What are those challenges?
- High operating costs.
- Different train operating standards across countries.
- Which coaches, cars or carriages to use?
- Which locomotives or engines to use?
- Overcoming the myriad of booking systems.
But the UIC is optimistic. In June 2021, it established a Night Train Working Group. A unique forum for night train operators to meet.
Lorand has working experience ay SNCF and Alstom. He wrote several chapters in a book on high-speed activities, also dealing with which speed is adapted in a project.
“An ever-higher speed is not always better. Night trains are usually slower than regular trains, but are still efficient as passengers can travel while sleeping. The infrastructure being there, depending on the line it will make sense to operate faster as a competitive alternative to other modes.”
Ecologic, economic and now also hygienic reasoning guide some people who needed convincing towards train travel. Before COVID-19, a business traveller would not consider taking the train for a journey over 1,500 km, Lorand says.
The UIC conducted a study on this subject. This study should provide for a “roadmap for transforming the railways into a sustainable backbone for mobility over the next five, ten and up to 15 years”.
“It calls for transformational projects and enhanced services for passengers, setting new challenges brought by increased traffic in the train and the stations, which will ultimately transform cities and connect communities. Rail can contribute to win the race to zero carbon, but it should innovate radically for physical and digital connectivity with other modes for a door-to-door service, and revolutionise the customer experience”, RailTech writes.
Night trains are more than a European matter. “In Japan, high-speed trains started out as more touristic and luxurious.”
On YouTube, there are heaps of luxury night train reports.
Long term and costs
Investments in train travel take a long time to be visible. One should think ten to fifteen years ahead.
Lorand also points to the Major Issue: costs.
- Night train rolling stock is very expensive and not really readily available, due to a lack of recent investment.
- There are more costs for customer service, for fewer seats.
- Track access charges, the price train operators pay to use the rails.
“We can learn from other countries where money is tight, and digitalisation also helps to improve economic balance”, Lorand says.
Public Service Obligation
Linking up with others
Another challenge is linking modes of transport, once you arrive at your destination.
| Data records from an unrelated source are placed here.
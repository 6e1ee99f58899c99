//! Event types for the escalation cascade
//!
//! Every state transition of an incident, alert or call attempt is published
//! as a [`CascadeEvent`] so observers (and tests) can follow a cascade
//! without polling the store.

use chrono::{DateTime, Utc};
use serde::{Deserialize, Serialize};

use crate::store::{AlertId, CallResult, Channel, IncidentId, SubjectId, WatcherId};

/// All cascade events
#[derive(Debug, Clone, PartialEq, Serialize, Deserialize)]
#[serde(tag = "type", rename_all = "snake_case")]
pub enum CascadeEvent {
    /// A subject triggered a new incident
    IncidentCreated {
        incident_id: IncidentId,
        subject_id: SubjectId,
        timestamp: DateTime<Utc>,
    },

    /// A chat message for an alert was handed to the provider
    AlertDispatched {
        incident_id: IncidentId,
        alert_id: AlertId,
        watcher_id: WatcherId,
        channel: Channel,
        timestamp: DateTime<Utc>,
    },

    /// A voice call was placed (or its placement deduplicated)
    CallPlaced {
        incident_id: IncidentId,
        alert_id: AlertId,
        attempt_no: u32,
        provider_call_id: String,
        timestamp: DateTime<Utc>,
    },

    /// A call attempt ended
    CallEnded {
        incident_id: IncidentId,
        alert_id: AlertId,
        attempt_no: u32,
        result: CallResult,
        timestamp: DateTime<Utc>,
    },

    /// The next call attempt of an alert was scheduled
    RetryScheduled {
        incident_id: IncidentId,
        alert_id: AlertId,
        attempt_no: u32,
        run_at: DateTime<Utc>,
    },

    /// An alert ran out of options
    AlertFailed {
        incident_id: IncidentId,
        alert_id: AlertId,
        watcher_id: WatcherId,
        reason: String,
        timestamp: DateTime<Utc>,
    },

    /// A watcher explicitly declined
    AlertDeclined {
        incident_id: IncidentId,
        alert_id: AlertId,
        watcher_id: WatcherId,
        timestamp: DateTime<Utc>,
    },

    /// Chat alerts were re-sent
    ReminderSent {
        incident_id: IncidentId,
        round: u32,
        timestamp: DateTime<Utc>,
    },

    IncidentAcknowledged {
        incident_id: IncidentId,
        watcher_id: WatcherId,
        timestamp: DateTime<Utc>,
    },

    IncidentCanceled {
        incident_id: IncidentId,
        by_whom: String,
        timestamp: DateTime<Utc>,
    },

    IncidentExhausted {
        incident_id: IncidentId,
        timestamp: DateTime<Utc>,
    },

    /// The subject has no active watcher links
    NoWatchers {
        incident_id: IncidentId,
        subject_id: SubjectId,
        timestamp: DateTime<Utc>,
    },

    /// A provider webhook was delivered again and ignored
    InboundDuplicate {
        provider: String,
        event_id: String,
        timestamp: DateTime<Utc>,
    },
}

impl CascadeEvent {
    /// Get the event type as a string
    pub fn event_type(&self) -> &'static str {
        match self {
            Self::IncidentCreated { .. } => "incident_created",
            Self::AlertDispatched { .. } => "alert_dispatched",
            Self::CallPlaced { .. } => "call_placed",
            Self::CallEnded { .. } => "call_ended",
            Self::RetryScheduled { .. } => "retry_scheduled",
            Self::AlertFailed { .. } => "alert_failed",
            Self::AlertDeclined { .. } => "alert_declined",
            Self::ReminderSent { .. } => "reminder_sent",
            Self::IncidentAcknowledged { .. } => "incident_acknowledged",
            Self::IncidentCanceled { .. } => "incident_canceled",
            Self::IncidentExhausted { .. } => "incident_exhausted",
            Self::NoWatchers { .. } => "no_watchers",
            Self::InboundDuplicate { .. } => "inbound_duplicate",
        }
    }

    /// Incident the event belongs to, if any
    pub fn incident_id(&self) -> Option<&str> {
        match self {
            Self::IncidentCreated { incident_id, .. }
            | Self::AlertDispatched { incident_id, .. }
            | Self::CallPlaced { incident_id, .. }
            | Self::CallEnded { incident_id, .. }
            | Self::RetryScheduled { incident_id, .. }
            | Self::AlertFailed { incident_id, .. }
            | Self::AlertDeclined { incident_id, .. }
            | Self::ReminderSent { incident_id, .. }
            | Self::IncidentAcknowledged { incident_id, .. }
            | Self::IncidentCanceled { incident_id, .. }
            | Self::IncidentExhausted { incident_id, .. }
            | Self::NoWatchers { incident_id, .. } => Some(incident_id),
            Self::InboundDuplicate { .. } => None,
        }
    }

    /// Whether the event ends the incident
    pub fn is_terminal(&self) -> bool {
        matches!(
            self,
            Self::IncidentAcknowledged { .. } | Self::IncidentCanceled { .. } | Self::IncidentExhausted { .. }
        )
    }
}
The classic example would be taking the inOui or TGV from Brussels to Paris – Charles De Gaulle Airport instead of flying that segment.
UIC has been working with its airways counterpart IATA on this topic.
“There are still many improvements that can be made, such as that luggage from a flight is automatically transferred to the train, and improving the signage on airports towards the trains. Today, when the plane is late, there is the option of an alternate train on the next leg of the journey. “Behind the curtains there are definitely new developments, which are being implemented”, Lorand says.
High-speed at night
Night trains are slow. Can’t night trains be high-speed trains (HST)? It would help to link eastern and western Europe.